[Stored data entries]
'''

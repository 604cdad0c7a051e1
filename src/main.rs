//! TCP exchange server.
//!
//! Line protocol: JOIN, LEAVE, TRADE, BOOK (see `tcp_exchange::command`).
//! Configured from `EXCHANGE_ADDR`, `MATCH_INTERVAL_MS` and `RUST_LOG`.

use log::{error, info};
use tcp_exchange::{Config, Server};
use tokio::net::TcpListener;
use tokio::signal;

async fn shutdown_signal() {
    let ctrl_c = async {
        if let Err(e) = signal::ctrl_c().await {
            error!("failed to listen for ctrl-c: {}", e);
            std::future::pending::<()>().await;
        }
    };

    #[cfg(unix)]
    let terminate = async {
        match signal::unix::signal(signal::unix::SignalKind::terminate()) {
            Ok(mut sig) => {
                sig.recv().await;
            }
            Err(e) => {
                error!("failed to install SIGTERM handler: {}", e);
                std::future::pending::<()>().await;
            }
        }
    };

    #[cfg(not(unix))]
    let terminate = std::future::pending::<()>();

    tokio::select! {
        _ = ctrl_c => {},
        _ = terminate => {},
    }
}

#[tokio::main]
async fn main() -> Result<(), Box<dyn std::error::Error>> {
    let _ = env_logger::try_init();
    let config = Config::from_env();

    let listener = TcpListener::bind(&config.addr).await?;
    info!("listening on {}", config.addr);

    let server = Server::new(config.engine.clone());
    tokio::select! {
        _ = std::sync::Arc::clone(&server).serve(listener) => {},
        _ = shutdown_signal() => info!("shutdown signal received"),
    }

    for book in server.shutdown_all() {
        for order in book.orders() {
            info!(
                "resting gtc ticker={} order_id={} side={:?} price={} size={}",
                book.ticker, order.id, order.side, order.price, order.size
            );
        }
    }
    Ok(())
}
//! Line protocol spoken by clients.
//!
//! ```text
//! JOIN <exchange>
//! LEAVE <exchange>
//! TRADE <exchange> <buy|sell> <market|limit|gtc|fok> <price> <size> <ticker>
//! BOOK <exchange>
//! ```
//!
//! Parsing checks shape and field syntax; ticker and range checks happen in
//! [`crate::OrderRequest::validate`] before the order reaches the book.

use rust_decimal::Decimal;
use thiserror::Error;

use crate::error::ValidationError;
use crate::types::{OrderKind, OrderRequest, Side};

#[derive(Clone, Debug, PartialEq)]
pub enum Command {
    Join(String),
    Leave(String),
    Trade { exchange: String, order: OrderRequest },
    Book(String),
}

#[derive(Error, Debug, Clone, PartialEq, Eq)]
pub enum CommandError {
    #[error("Unknown command")]
    Unknown(String),

    #[error("Invalid message format")]
    InvalidFormat,

    #[error("Rejected: {0}")]
    Invalid(#[from] ValidationError),
}

pub fn parse_command(line: &str) -> Result<Command, CommandError> {
    let line = line.trim();
    let parts: Vec<&str> = line.split_whitespace().collect();
    match parts.as_slice() {
        ["JOIN", exchange] => Ok(Command::Join(exchange.to_string())),
        ["LEAVE", exchange] => Ok(Command::Leave(exchange.to_string())),
        ["BOOK", exchange] => Ok(Command::Book(exchange.to_string())),
        ["TRADE", exchange, side, kind, price, size, ticker] => {
            let order = OrderRequest {
                side: side.parse::<Side>()?,
                kind: kind.parse::<OrderKind>()?,
                price: price
                    .parse::<Decimal>()
                    .map_err(|_| ValidationError::InvalidPrice(price.to_string()))?,
                size: size
                    .parse::<u64>()
                    .map_err(|_| ValidationError::InvalidSize(size.to_string()))?,
                ticker: ticker.to_string(),
            };
            Ok(Command::Trade {
                exchange: exchange.to_string(),
                order,
            })
        }
        ["TRADE", ..] => Err(CommandError::InvalidFormat),
        ["JOIN" | "LEAVE" | "BOOK", ..] => Err(CommandError::InvalidFormat),
        _ => Err(CommandError::Unknown(line.to_string())),
    }
}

'''

# [Task to complete]
Using the entries above, return each line that includes the word "CommandError".

# [Expected answer]
pub enum CommandError {
pub fn parse_command(line: &str) -> Result<Command, CommandError> {
        ["TRADE", ..] => Err(CommandError::InvalidFormat),
        ["JOIN" | "LEAVE" | "BOOK", ..] => Err(CommandError::InvalidFormat),
        _ => Err(CommandError::Unknown(line.to_string())),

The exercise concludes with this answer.